In that case, however, demonstrating liability proved impossible since 14 toxic industrial facilities surround the affected communities, set just south of Lake Charles.
In rural Somerville, there is only the tie plant.
It doesn't help Linda Faust's case against the tie plant that she smoked a half-pack of cigarettes every day since she was 17 or that she once sought treatment for marijuana dependency.
At the same time Faust was diagnosed with stomach cancer, doctors also found that she had Helicobacter pylori, a bacterium that may increase the risk of cancer.
"The only likely causes of Mrs. Faust's stomach cancer are smoking and the H. Pylori bacterium, two carcinogens outlined by the International Agency for Research on Cancer as causes of stomach cancer," according to a media statement from BNSF.
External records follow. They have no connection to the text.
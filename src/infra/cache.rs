use crate::infra::config::{CacheBackend, CacheConfig};
use crate::types::{InfraError, InfraResult};
use async_trait::async_trait;
use cached::{Cached, TimedSizedCache};
use redis::aio::ConnectionManager;
use redis::AsyncCommands;
use std::sync::Arc;
use tokio::sync::Mutex;

/// 分析ページの有効期限（秒）
pub const ANALYZE_CACHE_TIMEOUT_SECS: u64 = 3600;
/// メモリキャッシュの最大件数
pub const MEMORY_CACHE_CAPACITY: usize = 500;

/// 描画済みページのキャッシュを抽象化するトレイト
///
/// 読み書きの失敗はリクエストを失敗させない。読み込み失敗はミス扱い、
/// 書き込み失敗はログに残して無視する。
#[async_trait]
pub trait ResponseCache: Send + Sync {
    async fn get(&self, key: &str) -> Option<String>;
    async fn set(&self, key: &str, value: String);
}

/// プロセス内の有効期限・件数上限付きキャッシュ
///
/// 上限を超えると最も古く使われたエントリから捨てる。
pub struct MemoryResponseCache {
    store: Mutex<TimedSizedCache<String, String>>,
}

impl MemoryResponseCache {
    pub fn new(timeout_secs: u64) -> Self {
        Self::with_capacity(MEMORY_CACHE_CAPACITY, timeout_secs)
    }

    pub fn with_capacity(capacity: usize, timeout_secs: u64) -> Self {
        Self {
            store: Mutex::new(TimedSizedCache::with_size_and_lifespan(capacity, timeout_secs)),
        }
    }

    /// エントリの有効期限（秒）
    pub async fn lifespan_secs(&self) -> Option<u64> {
        self.store.lock().await.cache_lifespan()
    }

    /// 保持しているエントリ数（期限切れで未回収のものを含む）
    pub async fn len(&self) -> usize {
        self.store.lock().await.cache_size()
    }
}

/// 何も保存しないキャッシュ（CACHE_TYPE=null）
#[derive(Debug, Default)]
pub struct NullResponseCache;

#[async_trait]
impl ResponseCache for NullResponseCache {
    async fn get(&self, _key: &str) -> Option<String> {
        None
    }

    async fn set(&self, _key: &str, _value: String) {}
}

#[async_trait]
impl ResponseCache for MemoryResponseCache {
    async fn get(&self, key: &str) -> Option<String> {
        let mut store = self.store.lock().await;
        store.cache_get(key).cloned()
    }

    async fn set(&self, key: &str, value: String) {
        let mut store = self.store.lock().await;
        // 期限切れのエントリを回収してから追加する
        store.flush();
        store.cache_set(key.to_string(), value);
    }
}

/// Redisを使ったキャッシュ（`SET key value EX ttl`）
pub struct RedisResponseCache {
    conn: ConnectionManager,
    timeout_secs: u64,
}

impl RedisResponseCache {
    /// 接続を確立して作成
    pub async fn connect(url: &str, timeout_secs: u64) -> InfraResult<Self> {
        let client = redis::Client::open(url).map_err(|e| InfraError::cache("Redisクライアント作成", e))?;
        let conn = ConnectionManager::new(client)
            .await
            .map_err(|e| InfraError::cache("Redis接続", e))?;
        Ok(Self { conn, timeout_secs })
    }
}

#[async_trait]
impl ResponseCache for RedisResponseCache {
    async fn get(&self, key: &str) -> Option<String> {
        let mut conn = self.conn.clone();
        match conn.get::<_, Option<String>>(key).await {
            Ok(value) => value,
            Err(e) => {
                tracing::warn!("キャッシュの読み込みに失敗（ミスとして扱う）: key={}, error={}", key, e);
                None
            }
        }
    }

    async fn set(&self, key: &str, value: String) {
        let mut conn = self.conn.clone();
        if let Err(e) = conn.set_ex::<_, _, ()>(key, value, self.timeout_secs).await {
            tracing::warn!("キャッシュの書き込みに失敗: key={}, error={}", key, e);
        }
    }
}

/// 設定に応じたキャッシュバックエンドを作成
///
/// 有効期限はバックエンドによらず `ANALYZE_CACHE_TIMEOUT_SECS`。
pub async fn build_cache(config: &CacheConfig) -> InfraResult<Arc<dyn ResponseCache>> {
    let ttl = ANALYZE_CACHE_TIMEOUT_SECS;
    match &config.backend {
        CacheBackend::Memory => {
            tracing::info!("メモリキャッシュを使用します（TTL {}秒, 最大{}件）", ttl, MEMORY_CACHE_CAPACITY);
            Ok(Arc::new(MemoryResponseCache::new(ttl)))
        }
        CacheBackend::Null => {
            tracing::info!("キャッシュを無効にします");
            Ok(Arc::new(NullResponseCache))
        }
        CacheBackend::Redis { url } => {
            tracing::info!("Redisキャッシュを使用します: {}（TTL {}秒）", url, ttl);
            let cache = RedisResponseCache::connect(url, ttl).await?;
            Ok(Arc::new(cache))
        }
    }
}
In depositions, BNSF attorneys interrogated Faust and other plaintiffs about other possible causes for their illnesses. They pointed to an aluminum refinery in Rockdale, 46 miles from Somerville, as a potential source of environmental contamination. They asked whether the plaintiffs cooked with charcoal grills, fried bacon without a vent or ate pickled foods—which, if consumed in large quantities, may increase the risk of stomach cancer.
In a November 2006 deposition, Heather Patterson, attorney for Galveston-based firm McLeod, Alexander, Powel & Apffel, P.C., which represents BNSF, quizzed Linda Faust on her diet. The transcript reads as follows:
Patterson: Before you had your surgery and before you found out that you had gastric cancer, did you eat a lot of salty food?
Patterson: Did you like pickles?
Faust: On hamburgers or something.
Patterson: Did you eat much pickled food?
Patterson: Did you ever eat sardines?
Patterson: How about anchovies?
Patterson: Did you eat things like pickled okra or anything like that?
"It's ridiculous," says Jared Woodfill, the 39-year-old plaintiff attorney, who also happens to serve as chairman of the Harris County Republican Party. "The tie plant was poisoning this town for decades, and they're asking if she ate pickles."
Linda Faust's smoking habits and bacterial infection are certainly contributing risk factors to her illness, says Dahlgren, the toxicologist. But by themselves, he says, they may not have caused her stomach cancer—especially at such an early age. Almost all cancers from cigarettes and diet occur in people over 60, he says.
Despite all that she's gone through, Faust has mixed feelings about possibly leaving.
"People here are friendly," she says. "They wave; they know their neighbors and all the kids' first names; you run out to buy a loaf of bread and you're lucky if you make it back home in an hour because of all the people you see along the way.
"Somerville is a nice town, actually," she says. "This isn't a place we're dying to get out of."
Dennis Davis knows he has created many enemies while raising awareness about the possible health risks in Somerville. He's received death threats; the tires on his all-terrain vehicles were slashed.
"It got to where I wouldn't walk out of the house without a loaded pistol on me," he says. "Everybody was against me; nobody wanted to hear about it. They'd say, 'You need to leave this alone; you need to butt out; the railroad built this town.'"
Along the way, some people have switched sides in the fight, if for no other reason than to put the decades-old rumors to rest and find out if the problems are real.
In September, a Tarrant County judge ordered a mistrial in Linda Faust's case when plaintiff attorneys mentioned the other lawsuits; a new trial is set to begin next month, representing the first of more than 200 complaints now pending against the tie plant's current and former owners.
Dennis Davis' case is set for February 25. He knows that if he wins, it could destroy the town.
Which is exactly what Dahlgren and others are saying should have happened a long time ago.